The relation between classical and quantum Lyapunov exponent and the bound on chaos in classically chaotic quantum systems

Abstract

Out-of-Time-Ordered Commutators (OTOCs), representing a key diagnostic for scrambling as a facet of short-time quantum chaos, have attracted wide-ranging interest, from many-body physics to quantum gravity. By means of a suitable form of the Wigner-Moyal expansion, and invoking ensemble equivalence in statistical physics, we provide a consistent approach to the growth rate of the OTOC for many-body systems with chaotic classical limit where both the classical Lyapunov exponent and the quantum nature of the density of states enter. Applying this construction to quantized high-dimensional hyperbolic motion, i.e., a quantum chaotic system that exhibits gravity-like correlation functions in the late-time regime, we compute the OTOC growth rate $Λ$ as a function of the number of degrees of freedom, $f$, and inverse temperature, $β$. We show that the scaled growth rate, $Λ/f$, can be described by a universal function of $f β$ and displays a cross-over from classical to quantum behavior as we increase $f$ and/or lower the temperature.

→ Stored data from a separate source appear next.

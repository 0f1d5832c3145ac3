pub mod builder;
pub mod runner;
pub mod transform;

pub use builder::{TransformBuilder, TransformConfig};
pub use runner::Transformer;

In the deep quantum regime of infinite $f$, we find maximally fast scrambling in the sense of the Maldacena-Shenker-Stanford bound on chaos. This elucidates the non-perturbative mechanism underlying the saturation of the bound via quantum contributions to the mean density of states, and it provides further support for this dynamical system as a dual to two-dimensional quantum gravity. In this way, we present first evidence of maximally fast scrambling in a quantum chaotic system with a well-defined classical Hamiltonian limit, without invoking any external mechanism such as (disorder) averaging.